### PROMPT
Where does the string "created" appear in the records? Copy each line that holds it.

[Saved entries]
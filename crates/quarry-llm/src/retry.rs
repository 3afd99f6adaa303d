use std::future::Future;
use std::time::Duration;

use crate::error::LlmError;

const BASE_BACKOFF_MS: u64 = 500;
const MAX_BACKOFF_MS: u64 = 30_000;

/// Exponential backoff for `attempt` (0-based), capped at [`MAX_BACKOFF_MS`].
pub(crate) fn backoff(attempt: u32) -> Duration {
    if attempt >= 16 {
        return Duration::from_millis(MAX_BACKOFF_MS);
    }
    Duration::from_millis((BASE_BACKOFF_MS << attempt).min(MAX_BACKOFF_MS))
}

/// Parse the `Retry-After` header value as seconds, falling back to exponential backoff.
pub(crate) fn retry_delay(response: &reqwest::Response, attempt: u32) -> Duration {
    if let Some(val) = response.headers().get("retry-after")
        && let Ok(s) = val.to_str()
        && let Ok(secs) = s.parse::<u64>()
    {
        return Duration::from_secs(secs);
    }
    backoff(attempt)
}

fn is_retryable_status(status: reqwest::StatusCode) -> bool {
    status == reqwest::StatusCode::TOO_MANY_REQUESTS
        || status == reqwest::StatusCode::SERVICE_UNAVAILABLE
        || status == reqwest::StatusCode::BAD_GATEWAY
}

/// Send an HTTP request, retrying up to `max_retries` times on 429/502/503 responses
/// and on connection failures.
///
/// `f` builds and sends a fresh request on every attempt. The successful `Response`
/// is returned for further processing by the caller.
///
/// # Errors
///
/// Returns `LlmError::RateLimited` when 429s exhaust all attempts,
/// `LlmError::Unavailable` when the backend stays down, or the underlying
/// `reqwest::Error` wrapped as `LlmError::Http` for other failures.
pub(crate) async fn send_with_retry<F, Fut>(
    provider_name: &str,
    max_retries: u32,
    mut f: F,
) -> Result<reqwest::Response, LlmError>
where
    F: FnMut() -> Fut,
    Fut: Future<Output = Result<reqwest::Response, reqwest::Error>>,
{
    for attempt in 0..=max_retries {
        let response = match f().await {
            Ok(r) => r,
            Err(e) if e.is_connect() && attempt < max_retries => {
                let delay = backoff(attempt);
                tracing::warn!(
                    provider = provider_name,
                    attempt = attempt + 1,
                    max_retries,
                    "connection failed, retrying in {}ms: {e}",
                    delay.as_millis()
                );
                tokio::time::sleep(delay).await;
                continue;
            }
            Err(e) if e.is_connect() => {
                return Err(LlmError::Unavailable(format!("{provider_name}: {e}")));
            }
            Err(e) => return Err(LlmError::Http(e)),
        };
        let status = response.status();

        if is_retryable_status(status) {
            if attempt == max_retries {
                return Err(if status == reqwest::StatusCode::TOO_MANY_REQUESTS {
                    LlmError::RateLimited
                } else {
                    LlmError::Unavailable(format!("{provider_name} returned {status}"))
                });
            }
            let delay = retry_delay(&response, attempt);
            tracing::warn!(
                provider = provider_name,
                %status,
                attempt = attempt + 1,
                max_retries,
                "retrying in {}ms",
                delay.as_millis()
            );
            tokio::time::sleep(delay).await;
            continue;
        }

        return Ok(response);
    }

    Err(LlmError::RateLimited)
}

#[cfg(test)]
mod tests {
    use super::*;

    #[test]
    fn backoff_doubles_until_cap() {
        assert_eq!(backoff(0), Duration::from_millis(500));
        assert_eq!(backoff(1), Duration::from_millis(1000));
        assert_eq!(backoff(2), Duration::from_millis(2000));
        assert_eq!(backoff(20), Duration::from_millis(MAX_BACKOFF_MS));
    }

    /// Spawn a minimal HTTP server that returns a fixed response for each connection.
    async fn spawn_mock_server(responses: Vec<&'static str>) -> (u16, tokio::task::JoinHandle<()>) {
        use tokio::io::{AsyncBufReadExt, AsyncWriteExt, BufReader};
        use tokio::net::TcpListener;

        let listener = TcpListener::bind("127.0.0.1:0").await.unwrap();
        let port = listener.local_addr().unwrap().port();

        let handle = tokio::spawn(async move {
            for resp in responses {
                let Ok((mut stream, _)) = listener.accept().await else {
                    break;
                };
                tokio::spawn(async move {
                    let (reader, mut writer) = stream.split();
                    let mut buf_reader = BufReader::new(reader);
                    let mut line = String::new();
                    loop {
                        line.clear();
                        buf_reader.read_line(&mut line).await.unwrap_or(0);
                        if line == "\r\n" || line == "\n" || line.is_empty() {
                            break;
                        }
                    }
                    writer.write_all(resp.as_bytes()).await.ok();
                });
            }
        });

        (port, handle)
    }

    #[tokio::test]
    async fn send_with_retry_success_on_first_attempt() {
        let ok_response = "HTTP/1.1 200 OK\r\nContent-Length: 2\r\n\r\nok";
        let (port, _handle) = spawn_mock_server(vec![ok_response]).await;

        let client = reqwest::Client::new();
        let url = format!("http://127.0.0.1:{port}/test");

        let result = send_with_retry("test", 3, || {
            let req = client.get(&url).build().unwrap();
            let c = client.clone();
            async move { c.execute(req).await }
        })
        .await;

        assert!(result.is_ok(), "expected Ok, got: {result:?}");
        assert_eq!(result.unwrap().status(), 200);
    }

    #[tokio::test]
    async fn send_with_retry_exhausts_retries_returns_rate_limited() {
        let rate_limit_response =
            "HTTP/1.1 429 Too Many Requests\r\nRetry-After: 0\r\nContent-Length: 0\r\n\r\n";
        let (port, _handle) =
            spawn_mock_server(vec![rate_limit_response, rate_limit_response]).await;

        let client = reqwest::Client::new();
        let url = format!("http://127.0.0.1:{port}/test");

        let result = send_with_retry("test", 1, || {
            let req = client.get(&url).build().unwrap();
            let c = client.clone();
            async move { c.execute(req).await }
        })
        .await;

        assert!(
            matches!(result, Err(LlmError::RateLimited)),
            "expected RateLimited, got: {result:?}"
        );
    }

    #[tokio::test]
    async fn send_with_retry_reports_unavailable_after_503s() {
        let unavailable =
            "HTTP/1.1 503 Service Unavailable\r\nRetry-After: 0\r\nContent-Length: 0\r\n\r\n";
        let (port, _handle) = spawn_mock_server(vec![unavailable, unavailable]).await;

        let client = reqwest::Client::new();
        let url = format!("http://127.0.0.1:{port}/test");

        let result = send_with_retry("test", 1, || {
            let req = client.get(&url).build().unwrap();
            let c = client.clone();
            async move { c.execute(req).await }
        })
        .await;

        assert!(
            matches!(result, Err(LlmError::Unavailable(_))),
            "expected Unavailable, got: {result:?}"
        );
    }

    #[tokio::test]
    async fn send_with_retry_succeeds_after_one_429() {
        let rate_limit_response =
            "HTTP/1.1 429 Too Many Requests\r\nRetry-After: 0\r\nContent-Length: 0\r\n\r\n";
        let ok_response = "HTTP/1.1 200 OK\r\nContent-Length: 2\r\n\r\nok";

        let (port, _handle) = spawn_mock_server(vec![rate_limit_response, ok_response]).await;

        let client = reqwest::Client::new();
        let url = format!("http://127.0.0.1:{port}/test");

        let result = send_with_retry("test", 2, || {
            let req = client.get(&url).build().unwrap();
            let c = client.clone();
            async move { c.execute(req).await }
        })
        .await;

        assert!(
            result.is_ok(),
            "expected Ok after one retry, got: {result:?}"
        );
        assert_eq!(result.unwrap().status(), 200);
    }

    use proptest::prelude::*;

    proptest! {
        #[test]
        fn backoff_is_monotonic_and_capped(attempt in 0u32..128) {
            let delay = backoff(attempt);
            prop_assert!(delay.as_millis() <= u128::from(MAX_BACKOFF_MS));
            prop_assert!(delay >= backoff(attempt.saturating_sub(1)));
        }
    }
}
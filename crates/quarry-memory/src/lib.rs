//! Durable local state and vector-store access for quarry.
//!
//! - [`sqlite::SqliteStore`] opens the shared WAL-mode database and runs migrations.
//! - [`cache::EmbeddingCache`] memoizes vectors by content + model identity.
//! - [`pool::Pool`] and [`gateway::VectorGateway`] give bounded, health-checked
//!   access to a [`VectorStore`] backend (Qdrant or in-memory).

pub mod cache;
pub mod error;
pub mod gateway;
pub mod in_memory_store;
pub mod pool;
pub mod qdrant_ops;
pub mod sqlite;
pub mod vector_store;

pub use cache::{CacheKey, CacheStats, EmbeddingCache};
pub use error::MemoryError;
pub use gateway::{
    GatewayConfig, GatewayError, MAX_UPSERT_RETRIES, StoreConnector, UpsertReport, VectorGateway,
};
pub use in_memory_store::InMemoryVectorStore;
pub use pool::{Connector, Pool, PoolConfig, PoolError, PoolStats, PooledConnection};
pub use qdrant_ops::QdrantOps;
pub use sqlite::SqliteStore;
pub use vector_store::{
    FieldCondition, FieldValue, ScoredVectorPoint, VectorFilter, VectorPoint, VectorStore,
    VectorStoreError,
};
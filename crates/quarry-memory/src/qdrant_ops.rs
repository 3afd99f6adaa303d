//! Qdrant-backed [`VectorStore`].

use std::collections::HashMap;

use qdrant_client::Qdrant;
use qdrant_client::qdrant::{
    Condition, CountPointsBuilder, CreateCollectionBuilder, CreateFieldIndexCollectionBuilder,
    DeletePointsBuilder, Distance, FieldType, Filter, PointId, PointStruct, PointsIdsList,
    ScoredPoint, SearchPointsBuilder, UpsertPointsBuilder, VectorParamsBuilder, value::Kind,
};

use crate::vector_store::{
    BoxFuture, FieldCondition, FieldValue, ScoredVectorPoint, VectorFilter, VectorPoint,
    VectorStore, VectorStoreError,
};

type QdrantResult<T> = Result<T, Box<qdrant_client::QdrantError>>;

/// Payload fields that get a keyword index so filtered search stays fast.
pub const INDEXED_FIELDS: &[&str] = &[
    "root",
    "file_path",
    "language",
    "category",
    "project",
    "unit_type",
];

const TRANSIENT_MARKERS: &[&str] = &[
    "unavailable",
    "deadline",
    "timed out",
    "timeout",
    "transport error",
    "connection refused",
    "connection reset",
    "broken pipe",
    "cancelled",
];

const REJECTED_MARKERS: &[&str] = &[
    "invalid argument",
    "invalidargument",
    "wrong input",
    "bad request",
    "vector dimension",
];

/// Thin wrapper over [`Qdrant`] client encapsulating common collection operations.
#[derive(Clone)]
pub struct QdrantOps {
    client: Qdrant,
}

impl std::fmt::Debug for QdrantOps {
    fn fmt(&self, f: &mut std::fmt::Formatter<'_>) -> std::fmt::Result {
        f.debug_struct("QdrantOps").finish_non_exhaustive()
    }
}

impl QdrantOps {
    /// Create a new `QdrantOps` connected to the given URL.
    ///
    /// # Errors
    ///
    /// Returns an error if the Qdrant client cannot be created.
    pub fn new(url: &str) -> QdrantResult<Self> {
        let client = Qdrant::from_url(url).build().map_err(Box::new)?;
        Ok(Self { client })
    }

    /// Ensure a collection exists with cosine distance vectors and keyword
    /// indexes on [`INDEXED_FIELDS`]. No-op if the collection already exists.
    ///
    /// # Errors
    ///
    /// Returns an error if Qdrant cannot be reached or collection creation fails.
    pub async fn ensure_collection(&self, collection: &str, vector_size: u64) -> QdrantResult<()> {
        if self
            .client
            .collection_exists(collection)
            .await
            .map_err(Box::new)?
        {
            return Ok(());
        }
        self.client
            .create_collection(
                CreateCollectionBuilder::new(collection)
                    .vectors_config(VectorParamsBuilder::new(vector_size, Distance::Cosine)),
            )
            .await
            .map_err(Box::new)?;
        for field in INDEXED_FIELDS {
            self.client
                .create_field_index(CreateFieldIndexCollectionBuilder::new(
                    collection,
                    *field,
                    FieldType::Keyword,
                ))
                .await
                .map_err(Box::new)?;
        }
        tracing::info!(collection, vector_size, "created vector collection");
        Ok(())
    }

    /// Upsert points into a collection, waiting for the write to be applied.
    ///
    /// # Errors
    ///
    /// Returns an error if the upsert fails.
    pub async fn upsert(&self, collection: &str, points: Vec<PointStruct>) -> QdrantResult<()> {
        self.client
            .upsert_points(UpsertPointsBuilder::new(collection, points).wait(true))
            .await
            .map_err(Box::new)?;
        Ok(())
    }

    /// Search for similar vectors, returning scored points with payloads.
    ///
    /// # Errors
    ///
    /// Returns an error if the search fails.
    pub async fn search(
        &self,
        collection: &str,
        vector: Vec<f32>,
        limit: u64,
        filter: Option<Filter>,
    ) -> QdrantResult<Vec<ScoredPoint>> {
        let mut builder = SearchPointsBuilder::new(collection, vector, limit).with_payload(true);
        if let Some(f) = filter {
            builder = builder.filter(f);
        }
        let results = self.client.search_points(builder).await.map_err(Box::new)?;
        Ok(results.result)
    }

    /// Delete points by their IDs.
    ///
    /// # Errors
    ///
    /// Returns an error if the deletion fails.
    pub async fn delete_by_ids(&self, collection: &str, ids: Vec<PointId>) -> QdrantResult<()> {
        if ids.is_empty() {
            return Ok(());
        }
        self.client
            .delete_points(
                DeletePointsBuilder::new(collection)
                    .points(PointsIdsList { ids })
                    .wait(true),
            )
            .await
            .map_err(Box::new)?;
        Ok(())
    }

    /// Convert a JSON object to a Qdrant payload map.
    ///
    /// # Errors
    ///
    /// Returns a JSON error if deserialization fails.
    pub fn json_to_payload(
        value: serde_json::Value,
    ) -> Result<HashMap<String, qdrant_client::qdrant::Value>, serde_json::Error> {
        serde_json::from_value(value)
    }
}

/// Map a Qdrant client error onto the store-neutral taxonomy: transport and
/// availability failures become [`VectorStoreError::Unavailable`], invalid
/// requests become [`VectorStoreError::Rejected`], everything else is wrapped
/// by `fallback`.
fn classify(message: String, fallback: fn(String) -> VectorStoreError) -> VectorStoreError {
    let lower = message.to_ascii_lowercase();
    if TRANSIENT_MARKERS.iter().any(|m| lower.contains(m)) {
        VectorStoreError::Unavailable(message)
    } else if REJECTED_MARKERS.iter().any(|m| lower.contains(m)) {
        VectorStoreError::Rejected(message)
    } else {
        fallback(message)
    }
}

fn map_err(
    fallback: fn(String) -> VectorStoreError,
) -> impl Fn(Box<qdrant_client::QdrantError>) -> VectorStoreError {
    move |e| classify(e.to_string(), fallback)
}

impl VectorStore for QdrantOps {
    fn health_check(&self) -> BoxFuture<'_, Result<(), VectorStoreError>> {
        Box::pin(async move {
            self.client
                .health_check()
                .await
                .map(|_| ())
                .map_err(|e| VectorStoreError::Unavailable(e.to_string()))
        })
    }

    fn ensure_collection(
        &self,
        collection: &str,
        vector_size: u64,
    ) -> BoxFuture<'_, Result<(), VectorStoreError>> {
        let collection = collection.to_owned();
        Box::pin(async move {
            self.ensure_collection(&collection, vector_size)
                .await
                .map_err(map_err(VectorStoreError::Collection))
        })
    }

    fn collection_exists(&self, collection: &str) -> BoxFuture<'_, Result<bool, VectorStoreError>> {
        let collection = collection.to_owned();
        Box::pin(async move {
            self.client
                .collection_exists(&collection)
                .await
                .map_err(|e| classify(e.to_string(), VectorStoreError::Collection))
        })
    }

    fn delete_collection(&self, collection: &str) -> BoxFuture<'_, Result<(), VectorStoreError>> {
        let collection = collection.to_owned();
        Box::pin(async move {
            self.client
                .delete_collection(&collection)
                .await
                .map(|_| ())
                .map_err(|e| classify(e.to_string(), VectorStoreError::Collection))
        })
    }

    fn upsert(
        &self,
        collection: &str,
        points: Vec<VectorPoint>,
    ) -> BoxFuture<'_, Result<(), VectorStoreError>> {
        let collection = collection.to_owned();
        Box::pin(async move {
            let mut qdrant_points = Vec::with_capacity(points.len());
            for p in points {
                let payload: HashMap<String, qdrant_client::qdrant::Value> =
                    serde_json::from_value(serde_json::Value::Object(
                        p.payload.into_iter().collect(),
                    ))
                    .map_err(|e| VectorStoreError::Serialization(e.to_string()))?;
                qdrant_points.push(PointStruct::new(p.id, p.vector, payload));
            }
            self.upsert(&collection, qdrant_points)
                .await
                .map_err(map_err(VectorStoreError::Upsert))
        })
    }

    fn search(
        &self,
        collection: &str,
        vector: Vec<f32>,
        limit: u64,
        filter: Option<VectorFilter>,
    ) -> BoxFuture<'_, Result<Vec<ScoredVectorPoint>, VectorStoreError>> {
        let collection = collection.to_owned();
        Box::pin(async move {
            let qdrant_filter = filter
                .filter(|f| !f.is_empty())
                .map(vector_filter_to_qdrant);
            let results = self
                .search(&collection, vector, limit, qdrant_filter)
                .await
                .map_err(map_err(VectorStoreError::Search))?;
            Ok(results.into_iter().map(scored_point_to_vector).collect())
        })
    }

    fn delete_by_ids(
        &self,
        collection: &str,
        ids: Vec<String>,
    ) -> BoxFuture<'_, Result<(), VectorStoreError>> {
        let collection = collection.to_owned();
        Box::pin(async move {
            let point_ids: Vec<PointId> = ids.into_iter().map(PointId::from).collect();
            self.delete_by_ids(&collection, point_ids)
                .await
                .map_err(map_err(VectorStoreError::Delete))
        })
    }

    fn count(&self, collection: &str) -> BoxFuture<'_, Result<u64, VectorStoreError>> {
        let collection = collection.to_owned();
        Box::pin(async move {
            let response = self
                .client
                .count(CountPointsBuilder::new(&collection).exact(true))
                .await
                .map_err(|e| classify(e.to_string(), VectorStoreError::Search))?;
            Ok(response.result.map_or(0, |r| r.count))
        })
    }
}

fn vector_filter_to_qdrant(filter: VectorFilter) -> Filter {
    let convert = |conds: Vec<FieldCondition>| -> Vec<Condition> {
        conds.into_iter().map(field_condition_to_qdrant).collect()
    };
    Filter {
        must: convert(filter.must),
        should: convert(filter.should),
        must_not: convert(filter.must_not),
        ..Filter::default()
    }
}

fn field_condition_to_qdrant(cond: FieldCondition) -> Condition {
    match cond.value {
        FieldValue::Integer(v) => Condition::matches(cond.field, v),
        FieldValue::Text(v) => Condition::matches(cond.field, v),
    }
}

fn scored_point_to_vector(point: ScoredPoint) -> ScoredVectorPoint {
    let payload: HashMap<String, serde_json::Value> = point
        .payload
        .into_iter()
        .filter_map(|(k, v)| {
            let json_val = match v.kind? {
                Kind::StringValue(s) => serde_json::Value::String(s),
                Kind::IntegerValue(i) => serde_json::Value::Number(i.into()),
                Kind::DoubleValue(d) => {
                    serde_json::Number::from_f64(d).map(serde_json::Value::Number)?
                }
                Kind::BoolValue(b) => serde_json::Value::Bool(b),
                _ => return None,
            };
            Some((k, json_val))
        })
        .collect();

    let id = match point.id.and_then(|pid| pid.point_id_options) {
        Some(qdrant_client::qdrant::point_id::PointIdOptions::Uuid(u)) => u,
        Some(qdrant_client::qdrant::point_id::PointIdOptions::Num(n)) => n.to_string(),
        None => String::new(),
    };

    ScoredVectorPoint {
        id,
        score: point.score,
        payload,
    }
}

### EXERCISE RESPONSE
    /// Returns an error if the Qdrant client cannot be created.
        tracing::info!(collection, vector_size, "created vector collection");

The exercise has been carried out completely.